Ashling and NXP have been working closely for over thirty years on the development, supply and support of hardware and software debug solutions for NXP Secure Devices dedicated to the Smart Card, Identification and Secure Transaction markets.

“Ashling, with their extensive experience in embedded software and hardware development, enable NXP customers to rapidly get from design concept to end market with an optimized usage of the resources and technology we are integrating in our smart card and secure element products.” Gérard Maniez, Director at NXP.

As part of this agreement, Ashling have also integrated support for their Hardware based SmartICE Debug and Trace probe into the Keil uVision Tools.

“The Ashling SmartICE extends Keil PK51 to a complete solution for target debugging on the SmartMX hardware. SmartICE is fully integrated into the µVision Debugger and gives PK51 users powerful capabilities for program test and verification.” Reinhard Keil, Director of MCU Tools at ARM.

Ashling’s skills and expertise in providing custom tools solutions is unmatched and we have global engineering teams in Ireland and India ready to start working for you now. Please contact us to further discuss your requirements using the form below.

Western Digital

Western Digital and Ashling have a long history of working together on debug tools solutions tailored for Storage Devices including SD Cards (ex-SanDisk) and Hard Disks. More recently, WD have engaged with Ashling to provide customised debug tools solutions based on Ashling’s RiscFree™ for their SweRV RISC-V based cores with a particular emphasis on providing debug support for WD hetereogeneous multi-core SoC designs. RiscFree™ provides a full-development environment for the SweRV RISC-V cores including an IDE, Compiler and Debugger with support for Profiling, Code Coverage, Cacheable Overlay Manager and RTOS awareness (FreeRTOS).

Others (Confidential for now ? )

We are currently working on two separate, confidential projects for top-ten semiconductor companies utilising our RiscFree™ IDE and Debug Probes. Our role involves compiler customisation (custom instructions support and compiler benchmarking, optimization and tuning), real-time trace support (on/off-chip using Arm CoreSight PTM and RISC-V Nexus trace formats), RTOS debug (Zephyr, FreeRTOS and μC/OS) and support for simultaneous, multi-core debugging of SoCs with multiple RISC-V and Arm Cortex-A cores connected via a single CoreSight SWD interface.

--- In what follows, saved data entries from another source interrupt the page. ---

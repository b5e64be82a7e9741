// Logging setup. Diagnostics go through `tracing` to stderr; stdout is
// reserved for the deploy's own progress output.

use crate::error::{DeployError, Result};
use serde::{Deserialize, Serialize};
use tracing_subscriber::{fmt, layer::SubscriberExt, util::SubscriberInitExt, EnvFilter, Registry};

/// Environment variable holding a full `EnvFilter` directive string.
pub const LOG_ENV: &str = "FIREBASE_DEPLOY_LOG";

#[derive(Debug, Clone, PartialEq, Eq, Serialize, Deserialize)]
pub struct LoggingConfig {
    /// trace, debug, info, warn, error, off
    #[serde(default = "default_level")]
    pub level: String,

    /// text or json
    #[serde(default = "default_format")]
    pub format: String,

    #[serde(default = "default_true")]
    pub color: bool,
}

fn default_level() -> String {
    "warn".to_string()
}

fn default_format() -> String {
    "text".to_string()
}

fn default_true() -> bool {
    true
}

impl Default for LoggingConfig {
    fn default() -> Self {
        Self {
            level: default_level(),
            format: default_format(),
            color: default_true(),
        }
    }
}

impl LoggingConfig {
    pub fn validate(&self) -> Result<()> {
        if self.format != "text" && self.format != "json" {
            return Err(DeployError::Config(format!(
                "Invalid log format: {} (must be 'json' or 'text')",
                self.format
            )));
        }
        self.filter()?;
        Ok(())
    }

    fn filter(&self) -> Result<EnvFilter> {
        if let Ok(filter) = EnvFilter::try_from_env(LOG_ENV) {
            return Ok(filter);
        }
        EnvFilter::try_new(&self.level)
            .map_err(|e| DeployError::Config(format!("Invalid log level '{}': {}", self.level, e)))
    }
}

/// Install the global subscriber. Call once, early in `main`.
pub fn init_logging(config: &LoggingConfig) -> Result<()> {
    config.validate()?;
    let filter = config.filter()?;
    let base = Registry::default().with(filter);

    if config.format == "json" {
        base.with(
            fmt::layer()
                .json()
                .with_target(true)
                .with_writer(std::io::stderr),
        )
        .init();
    } else {
        base.with(
            fmt::layer()
                .with_target(true)
                .with_ansi(config.color)
                .with_writer(std::io::stderr),
        )
        .init();
    }
    Ok(())
}

#[cfg(test)]
mod tests {
    use super::*;

    #[test]
    fn defaults_are_valid() {
        assert!(LoggingConfig::default().validate().is_ok());
    }

    #[test]
    fn unknown_format_is_rejected() {
        let config = LoggingConfig {
            format: "xml".into(),
            ..LoggingConfig::default()
        };
        assert!(matches!(config.validate(), Err(DeployError::Config(_))));
    }
}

It’s challenging and specialist work which requires extensive and close co-operation between both the Ashling and semi-vendor Engineering teams. We are in effect developing the Tools and the SoC in parallel with the goal that first tools will be available with the first SoC simulation allowing their software teams to immediately start integration, debug and validation…all of which of course is key to get a head start in today’s world of diminishing time-to-market.